Ecco allora che Enel Cuore, l’Ente Filantropico del Gruppo Enel, ha scelto di sostenere il Twinning Project coprendo integralmente i costi del programma in diverse città e carceri d’Italia – anche oltre Roma, anche oltre Rebibbia, dunque. Si tratta di un impegno importante al servizio di un’idea precisa: lo sport diventa codice condiviso e strumento di riabilitazione verso un pieno reinserimento sociale. Grazie al supporto di Enel, il progetto punta a espandersi continuando a favorire il binomio vincente fra istituti penitenziari e top club professionistici: si registra già l’interesse dell’Inter a Milano – in collaborazione con la Comunità Educativa Kayros, che accoglie minori con procedimenti penali – e della Juventus a Torino – insieme all’Istituto Penale per Minorenni “Ferrante Aporti”. Nei prossimi 12 mesi, si prevede che le nuove fasi del programma possano coinvolgere oltre 200 persone.

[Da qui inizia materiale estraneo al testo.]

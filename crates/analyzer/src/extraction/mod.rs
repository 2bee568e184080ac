//! File extraction: converts an uploaded resume payload into trimmed plain
//! text tagged with its detected format.
//!
//! Format detection goes by the filename's final extension, never by the
//! browser-declared MIME type. Decoding runs on the blocking pool so
//! concurrent analyses of different files stay independent.

mod docx;
mod pdf;

use std::fmt;
use std::future::Future;

use anyhow::{anyhow, Context};
use bytes::Bytes;
use chrono::{DateTime, Utc};
use serde::{Deserialize, Serialize};
use tracing::debug;

use crate::errors::AnalyzeError;

/// Uploads larger than this are rejected before any decoding happens.
pub const MAX_UPLOAD_BYTES: usize = 10 * 1024 * 1024;

/// MIME types accepted at upload. Extension matching is the fallback gate:
/// browsers report unreliable types for legacy `.doc`, so a file passes
/// validation if either its declared type or its extension is acceptable.
const ALLOWED_CONTENT_TYPES: &[&str] = &[
    "application/pdf",
    "application/vnd.openxmlformats-officedocument.wordprocessingml.document",
    "application/msword",
    "text/plain",
];

/// A resume file as handed over by the upload surface. Transient: owned by
/// the caller for the duration of one analysis, never persisted.
#[derive(Debug, Clone)]
pub struct UploadedFile {
    pub file_name: String,
    /// Browser-declared MIME type. Advisory only; format detection uses the
    /// filename extension.
    pub content_type: String,
    pub data: Bytes,
}

impl UploadedFile {
    pub fn new(
        file_name: impl Into<String>,
        content_type: impl Into<String>,
        data: impl Into<Bytes>,
    ) -> Self {
        Self {
            file_name: file_name.into(),
            content_type: content_type.into(),
            data: data.into(),
        }
    }

    /// Byte length of the payload.
    pub fn len(&self) -> usize {
        self.data.len()
    }

    pub fn is_empty(&self) -> bool {
        self.data.is_empty()
    }
}

/// Detected resume format, derived solely from the filename extension.
#[derive(Debug, Clone, Copy, PartialEq, Eq, Serialize, Deserialize)]
#[serde(rename_all = "lowercase")]
pub enum FileType {
    Pdf,
    Docx,
    Txt,
}

impl FileType {
    /// Maps the final extension, case-insensitively: `.pdf` is Pdf,
    /// `.docx`/`.doc` are Docx, `.txt` is Txt. Anything else is
    /// [`AnalyzeError::UnsupportedFormat`].
    pub fn from_file_name(file_name: &str) -> Result<Self, AnalyzeError> {
        // A name without a dot has no extension at all, even if the name
        // itself happens to read like one (a file literally called "txt").
        let Some((_, extension)) = file_name.rsplit_once('.') else {
            return Err(AnalyzeError::UnsupportedFormat(file_name.to_string()));
        };
        let extension = extension.to_ascii_lowercase();
        match extension.as_str() {
            "pdf" => Ok(FileType::Pdf),
            "docx" | "doc" => Ok(FileType::Docx),
            "txt" => Ok(FileType::Txt),
            _ => Err(AnalyzeError::UnsupportedFormat(extension)),
        }
    }
}

impl fmt::Display for FileType {
    fn fmt(&self, f: &mut fmt::Formatter<'_>) -> fmt::Result {
        f.write_str(match self {
            FileType::Pdf => "pdf",
            FileType::Docx => "docx",
            FileType::Txt => "txt",
        })
    }
}

/// Normalized text plus provenance for one extracted resume. Immutable once
/// built; consumed by the scorer and then discarded or cached by the caller.
#[derive(Debug, Clone, Serialize)]
pub struct ExtractedDocument {
    pub text: String,
    pub file_name: String,
    pub file_type: FileType,
    pub extracted_at: DateTime<Utc>,
}

/// Pre-extraction gate: enforces the 10 MiB limit and the type/extension
/// allow-list. A file is accepted when either its declared MIME type or its
/// extension is acceptable.
pub fn validate(file: &UploadedFile) -> Result<(), AnalyzeError> {
    if file.len() > MAX_UPLOAD_BYTES {
        return Err(AnalyzeError::ValidationRejected(
            "File size must be less than 10MB".to_string(),
        ));
    }

    let type_allowed = ALLOWED_CONTENT_TYPES.contains(&file.content_type.as_str());
    let extension_allowed = FileType::from_file_name(&file.file_name).is_ok();
    if !type_allowed && !extension_allowed {
        return Err(AnalyzeError::ValidationRejected(
            "Only PDF, DOCX, and TXT files are supported".to_string(),
        ));
    }

    Ok(())
}

/// Converts an uploaded file into trimmed plain text tagged with its format.
///
/// The decode runs on the blocking pool; callers may await many extractions
/// concurrently. Decoder warnings (undecodable pdf pages, unrecognized docx
/// structure) are logged and skipped, never surfaced as errors. Decode
/// failures become [`AnalyzeError::Extraction`] carrying the file name and
/// the underlying cause.
pub async fn extract(file: UploadedFile) -> Result<ExtractedDocument, AnalyzeError> {
    let file_type = FileType::from_file_name(&file.file_name)?;
    let file_name = file.file_name.clone();
    let data = file.data.clone();

    let decoded = tokio::task::spawn_blocking(move || decode(file_type, &data))
        .await
        .map_err(|e| AnalyzeError::Extraction {
            file_name: file_name.clone(),
            source: anyhow!(e),
        })?;

    let text = decoded.map_err(|source| AnalyzeError::Extraction {
        file_name: file_name.clone(),
        source,
    })?;

    debug!(
        file = %file_name,
        format = %file_type,
        bytes = file.len(),
        "extracted resume text"
    );

    Ok(ExtractedDocument {
        text: text.trim().to_string(),
        file_name,
        file_type,
        extracted_at: Utc::now(),
    })
}

/// Same as [`extract`], but races the decode against a caller-supplied
/// cancellation signal. Malformed-file parsing is unbounded, so interactive
/// callers should pass a timeout or abort future here. An already-fired
/// signal wins immediately.
pub async fn extract_with_cancel(
    file: UploadedFile,
    cancel: impl Future<Output = ()>,
) -> Result<ExtractedDocument, AnalyzeError> {
    tokio::select! {
        biased;
        _ = cancel => Err(AnalyzeError::Cancelled),
        result = extract(file) => result,
    }
}

fn decode(file_type: FileType, data: &[u8]) -> anyhow::Result<String> {
    match file_type {
        FileType::Pdf => pdf::extract_text(data),
        FileType::Docx => docx::extract_text(data),
        FileType::Txt => {
            String::from_utf8(data.to_vec()).context("file is not valid UTF-8")
        }
    }
}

«Il calcio è la cosa più importante fra le cose meno importanti», recita una celebre massima di Arrigo Sacchi. E si capisce proprio in contesti come questo, dove i detenuti sono spesso giovani, senza speranze e con identità smarrite. Riescono a ritrovarle non soltanto grazie al piacere del gioco e alle sue parabole di socialità, ma a questo punto riscontrando una partecipazione attiva, strutturata: sapere che dietro le tue partite nella polvere c’è in qualche modo l’Inter, la Roma o la Juventus diventa una fonte di motivazione, è inevitabile. È un qualcosa che ristabilisce punti di riferimento laddove non ce ne sono.
L’obiettivo di Twinning Project, oltre ad alleviare il regime di vita durante la pena, è soprattutto quello di fornire competenze reali che incidano sulle possibilità di un cambiamento reale una volta riacquisita la libertà. In fondo, a pensarci bene, poche cose al mondo abbattono le barriere come il calcio – e la forza intrinseca degli ultimi Mondiali, più profonda di tutte le polemiche che ci sono state, l’ha dimostrato ancora una volta. Il Twinning Project cerca di sfruttare la sua incomparabile leva sociale ed emotiva per estendere i confini dell’inclusione. In questo scenario, Enel Cuore fornisce i mezzi necessari per riuscirci. Insieme, a Rebibbia, il pallone si sta già muovendo veloce. Presto inizierà a correre anche in altri penitenziari d’Italia. E pazienza per l’assenza di infrastrutture all’ultimo grido: talvolta non servono le luci, per fare San Siro.